* **Exercise objective**
The required output is the complete data, repeated without alteration.

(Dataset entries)
++++

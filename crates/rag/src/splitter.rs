//! Recursive document splitting into bounded, overlapping segments.
//!
//! Each segment is at most `max_chars` characters. The split point inside a
//! window prefers, in order: a paragraph break, a line break, the end of a
//! sentence, whitespace, and finally a hard cut. The next segment restarts up
//! to `overlap_chars` before the previous end, aligned to a word when possible.

use ragdemo_common::{RagError, Result, TextSegment};
use tracing::debug;

use crate::document::Document;

/// Character range of one segment within the source text.
#[derive(Debug, Clone, Copy, PartialEq, Eq)]
pub struct Span {
    pub start: usize,
    pub end: usize,
}

impl Span {
    pub fn len(&self) -> usize {
        self.end - self.start
    }

    pub fn is_empty(&self) -> bool {
        self.start == self.end
    }
}

#[derive(Debug, Clone)]
pub struct DocumentSplitter {
    max_chars: usize,
    overlap_chars: usize,
}

impl DocumentSplitter {
    pub fn recursive(max_chars: usize, overlap_chars: usize) -> Result<Self> {
        if max_chars == 0 {
            return Err(RagError::Config("max segment size must be positive".into()));
        }
        if overlap_chars >= max_chars {
            return Err(RagError::Config(format!(
                "overlap ({overlap_chars}) must be smaller than max segment size ({max_chars})"
            )));
        }
        Ok(Self {
            max_chars,
            overlap_chars,
        })
    }

    pub fn max_chars(&self) -> usize {
        self.max_chars
    }

    pub fn overlap_chars(&self) -> usize {
        self.overlap_chars
    }

    /// Splits a document, tagging each segment with its `index` and the
    /// document's metadata.
    pub fn split(&self, document: &Document) -> Vec<TextSegment> {
        let chars: Vec<char> = document.text.chars().collect();
        let segments: Vec<TextSegment> = self
            .split_spans(&chars)
            .into_iter()
            .enumerate()
            .map(|(index, span)| {
                let mut metadata = document.metadata.clone();
                metadata.insert("index".into(), index.to_string());
                let text: String = chars[span.start..span.end].iter().collect();
                TextSegment::with_metadata(text, metadata)
            })
            .collect();
        debug!(
            chars = chars.len(),
            segments = segments.len(),
            "Split document"
        );
        segments
    }

    /// Character spans of each segment, trimmed of surrounding whitespace.
    pub fn split_spans(&self, chars: &[char]) -> Vec<Span> {
        let n = chars.len();
        let mut spans = Vec::new();
        let mut start = skip_whitespace(chars, 0);

        while start < n {
            let limit = (start + self.max_chars).min(n);
            let end = if limit == n {
                n
            } else {
                self.find_break(chars, start, limit).unwrap_or(limit)
            };

            let trimmed_end = trim_end(chars, start, end);
            if trimmed_end > start {
                spans.push(Span {
                    start,
                    end: trimmed_end,
                });
            }

            if end >= n {
                break;
            }

            let next = self.overlap_start(chars, start, end);
            start = skip_whitespace(chars, next);
        }

        spans
    }

    /// Last preferred boundary in `(start + overlap, limit]`, coarsest kind first.
    fn find_break(&self, chars: &[char], start: usize, limit: usize) -> Option<usize> {
        let floor = start + self.overlap_chars;
        let candidates = |is_break: &dyn Fn(usize) -> Option<usize>| {
            (start..limit)
                .rev()
                .filter_map(is_break)
                .find(|&end| end > floor && end <= limit)
        };

        let paragraph = |i: usize| {
            (chars[i] == '\n' && i + 1 < chars.len() && chars[i + 1] == '\n').then_some(i + 2)
        };
        let line = |i: usize| (chars[i] == '\n').then_some(i + 1);
        let sentence = |i: usize| {
            (matches!(chars[i], '.' | '!' | '?')
                && chars.get(i + 1).is_some_and(|c| c.is_whitespace()))
            .then_some(i + 1)
        };
        let word = |i: usize| chars[i].is_whitespace().then_some(i + 1);

        candidates(&paragraph)
            .or_else(|| candidates(&line))
            .or_else(|| candidates(&sentence))
            .or_else(|| candidates(&word))
    }

    /// Where the segment after `[start, end)` begins.
    fn overlap_start(&self, chars: &[char], start: usize, end: usize) -> usize {
        let candidate = end.saturating_sub(self.overlap_chars).max(start + 1);
        // Do not begin mid-word if a word boundary lies inside the overlap.
        if candidate > 0 && !chars[candidate - 1].is_whitespace() {
            if let Some(offset) = chars[candidate..end].iter().position(|c| c.is_whitespace()) {
                return candidate + offset + 1;
            }
        }
        candidate
    }
}

fn skip_whitespace(chars: &[char], mut i: usize) -> usize {
    while i < chars.len() && chars[i].is_whitespace() {
        i += 1;
    }
    i
}

fn trim_end(chars: &[char], start: usize, mut end: usize) -> usize {
    while end > start && chars[end - 1].is_whitespace() {
        end -= 1;
    }
    end
}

++++

* **Written solution**
filename crates/rag/src/splitter.rs
//! Recursive document splitting into bounded, overlapping segments.
//!
//! Each segment is at most `max_chars` characters. The split point inside a
//! window prefers, in order: a paragraph break, a line break, the end of a
//! sentence, whitespace, and finally a hard cut. The next segment restarts up
//! to `overlap_chars` before the previous end, aligned to a word when possible.

use ragdemo_common::{RagError, Result, TextSegment};
use tracing::debug;

use crate::document::Document;

/// Character range of one segment within the source text.
#[derive(Debug, Clone, Copy, PartialEq, Eq)]
pub struct Span {
    pub start: usize,
    pub end: usize,
}

impl Span {
    pub fn len(&self) -> usize {
        self.end - self.start
    }

    pub fn is_empty(&self) -> bool {
        self.start == self.end
    }
}

#[derive(Debug, Clone)]
pub struct DocumentSplitter {
    max_chars: usize,
    overlap_chars: usize,
}

impl DocumentSplitter {
    pub fn recursive(max_chars: usize, overlap_chars: usize) -> Result<Self> {
        if max_chars == 0 {
            return Err(RagError::Config("max segment size must be positive".into()));
        }
        if overlap_chars >= max_chars {
            return Err(RagError::Config(format!(
                "overlap ({overlap_chars}) must be smaller than max segment size ({max_chars})"
            )));
        }
        Ok(Self {
            max_chars,
            overlap_chars,
        })
    }

    pub fn max_chars(&self) -> usize {
        self.max_chars
    }

    pub fn overlap_chars(&self) -> usize {
        self.overlap_chars
    }

    /// Splits a document, tagging each segment with its `index` and the
    /// document's metadata.
    pub fn split(&self, document: &Document) -> Vec<TextSegment> {
        let chars: Vec<char> = document.text.chars().collect();
        let segments: Vec<TextSegment> = self
            .split_spans(&chars)
            .into_iter()
            .enumerate()
            .map(|(index, span)| {
                let mut metadata = document.metadata.clone();
                metadata.insert("index".into(), index.to_string());
                let text: String = chars[span.start..span.end].iter().collect();
                TextSegment::with_metadata(text, metadata)
            })
            .collect();
        debug!(
            chars = chars.len(),
            segments = segments.len(),
            "Split document"
        );
        segments
    }

    /// Character spans of each segment, trimmed of surrounding whitespace.
    pub fn split_spans(&self, chars: &[char]) -> Vec<Span> {
        let n = chars.len();
        let mut spans = Vec::new();
        let mut start = skip_whitespace(chars, 0);

        while start < n {
            let limit = (start + self.max_chars).min(n);
            let end = if limit == n {
                n
            } else {
                self.find_break(chars, start, limit).unwrap_or(limit)
            };

            let trimmed_end = trim_end(chars, start, end);
            if trimmed_end > start {
                spans.push(Span {
                    start,
                    end: trimmed_end,
                });
            }

            if end >= n {
                break;
            }

            let next = self.overlap_start(chars, start, end);
            start = skip_whitespace(chars, next);
        }

        spans
    }

    /// Last preferred boundary in `(start + overlap, limit]`, coarsest kind first.
    fn find_break(&self, chars: &[char], start: usize, limit: usize) -> Option<usize> {
        let floor = start + self.overlap_chars;
        let candidates = |is_break: &dyn Fn(usize) -> Option<usize>| {
            (start..limit)
                .rev()
                .filter_map(is_break)
                .find(|&end| end > floor && end <= limit)
        };

        let paragraph = |i: usize| {
            (chars[i] == '\n' && i + 1 < chars.len() && chars[i + 1] == '\n').then_some(i + 2)
        };
        let line = |i: usize| (chars[i] == '\n').then_some(i + 1);
        let sentence = |i: usize| {
            (matches!(chars[i], '.' | '!' | '?')
                && chars.get(i + 1).is_some_and(|c| c.is_whitespace()))
            .then_some(i + 1)
        };
        let word = |i: usize| chars[i].is_whitespace().then_some(i + 1);

        candidates(&paragraph)
            .or_else(|| candidates(&line))
            .or_else(|| candidates(&sentence))
            .or_else(|| candidates(&word))
    }

    /// Where the segment after `[start, end)` begins.
    fn overlap_start(&self, chars: &[char], start: usize, end: usize) -> usize {
        let candidate = end.saturating_sub(self.overlap_chars).max(start + 1);
        // Do not begin mid-word if a word boundary lies inside the overlap.
        if candidate > 0 && !chars[candidate - 1].is_whitespace() {
            if let Some(offset) = chars[candidate..end].iter().position(|c| c.is_whitespace()) {
                return candidate + offset + 1;
            }
        }
        candidate
    }
}

fn skip_whitespace(chars: &[char], mut i: usize) -> usize {
    while i < chars.len() && chars[i].is_whitespace() {
        i += 1;
    }
    i
}

fn trim_end(chars: &[char], start: usize, mut end: usize) -> usize {
    while end > start && chars[end - 1].is_whitespace() {
        end -= 1;
    }
    end
}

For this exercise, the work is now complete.